In 2018, CVS Health completed its $69 billion acquisition of Aetna, with CEO Larry Merlo framing the combined company as "the front door to quality health care."

The idea was to combine a pharmacy giant with a major insurer, add a network of MinuteClinics, and create the integrated health experience that consumers had never been able to find. The execution proved more complicated.

CVS's stock fell roughly 43% in 2024 alone, driven in part by mounting losses in Aetna's Medicare Advantage business. By June 2025, the company had announced a $20 billion technology commitment, a recognition that the acquisition alone had not delivered what Merlo promised.

CVS is not the first company to discover how hard this problem is. Google launched Google Health in 2008 with the goal of giving consumers a unified view of their medical records, but struggled to move beyond tech-savvy early users and announced the shutdown in 2011, closing the service in January 2012.

Patients, it turned out, did not proactively engage with their own health data outside of acute care.

"It is different from selling products, like toothpaste and breakfast cereal," said Robert Field, a professor of health management and policy at Drexel University, after Walmart closed all 51 of its health clinics in 2024. "It requires different kinds of expertise and management."

So What Is Different This Time?

CVS is aware of this history, and its executives argue that several things have changed enough to make Health100 a different proposition.

The most substantive is TEFCA, the Trusted Exchange Framework and Common Agreement, a federal data-sharing infrastructure that did not exist when previous tech companies built their health platforms.

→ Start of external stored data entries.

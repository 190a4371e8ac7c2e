//! Public marketplace visibility for doctor profiles.
//!
//! Only profiles whose owning account carries the approval flag are
//! listable; to public callers an unapproved profile does not exist.

use rusqlite::Connection;
use uuid::Uuid;

use crate::db::repository;
use crate::domain::DomainError;
use crate::models::PublicDoctor;

/// List approved doctors, optionally narrowed to an exact specialty,
/// best rated first.
pub fn list_public(
    conn: &Connection,
    specialty: Option<&str>,
) -> Result<Vec<PublicDoctor>, DomainError> {
    Ok(repository::list_approved_doctors(conn, specialty)?)
}

/// Look up one doctor for public display.
///
/// The owner is resolved explicitly: a dangling or unapproved owner
/// makes the profile NotFound, same as a nonexistent id.
pub fn get_public_by_id(conn: &Connection, id: &Uuid) -> Result<PublicDoctor, DomainError> {
    let profile = repository::get_doctor(conn, id)?.ok_or(DomainError::NotFound("Doctor"))?;
    let owner = match repository::get_user(conn, &profile.user_id)? {
        Some(owner) if owner.is_approved => owner,
        _ => return Err(DomainError::NotFound("Doctor")),
    };
    Ok(PublicDoctor {
        id: profile.id,
        specialty: profile.specialty,
        bio: profile.bio,
        experience: profile.experience,
        consultation_fee: profile.consultation_fee,
        availability: profile.availability,
        rating: profile.rating,
        review_count: profile.review_count,
        doctor_name: owner.name,
        doctor_email: owner.email,
    })
}

/// All specialties present in the directory (public endpoint).
pub fn list_specialties(conn: &Connection) -> Result<Vec<String>, DomainError> {
    Ok(repository::distinct_specialties(conn)?)
}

CVS also enters this effort with assets that pure technology companies never had. Its network of roughly 9,000 retail pharmacies and more than 1,000 walk-in and primary care clinics gives Health100 a physical presence in communities across the country. Pharmacists, Ambrozie argues, are already a trusted clinical touchpoint for millions of Americans, a foundation that Google Health could never replicate from a browser.

The company's approach to data sharing is a departure from the walled-garden model that hobbled previous attempts.

"We need to compete with service, not on hoarding data," Ambrozie said, adding that CVS intends to work with anyone who wants to participate, including competitors. CVS says it has already built a working proof of concept connecting its Caremark, Aetna and pharmacy entities.

Still, the landscape offers reasons for caution. Amazon spent $3.9 billion, including debt, to acquire primary care company One Medical in 2023 and has since watched a succession of senior health executives depart. Money and infrastructure have never been the missing ingredients. Even Google, now CVS's technology partner, shut down its own consumer health records platform in 2012 after failing to move beyond early adopters.

Health100 is built on the premise that fragmentation is fundamentally a coordination and data problem, one that agentic AI, federal interoperability frameworks and a nationwide pharmacy network can finally solve.

What remains an open question is whether fragmentation persists because the data is disconnected, or because the financial incentives of American healthcare do not reward connection. The platform launches later this year, and the harder test begins after that.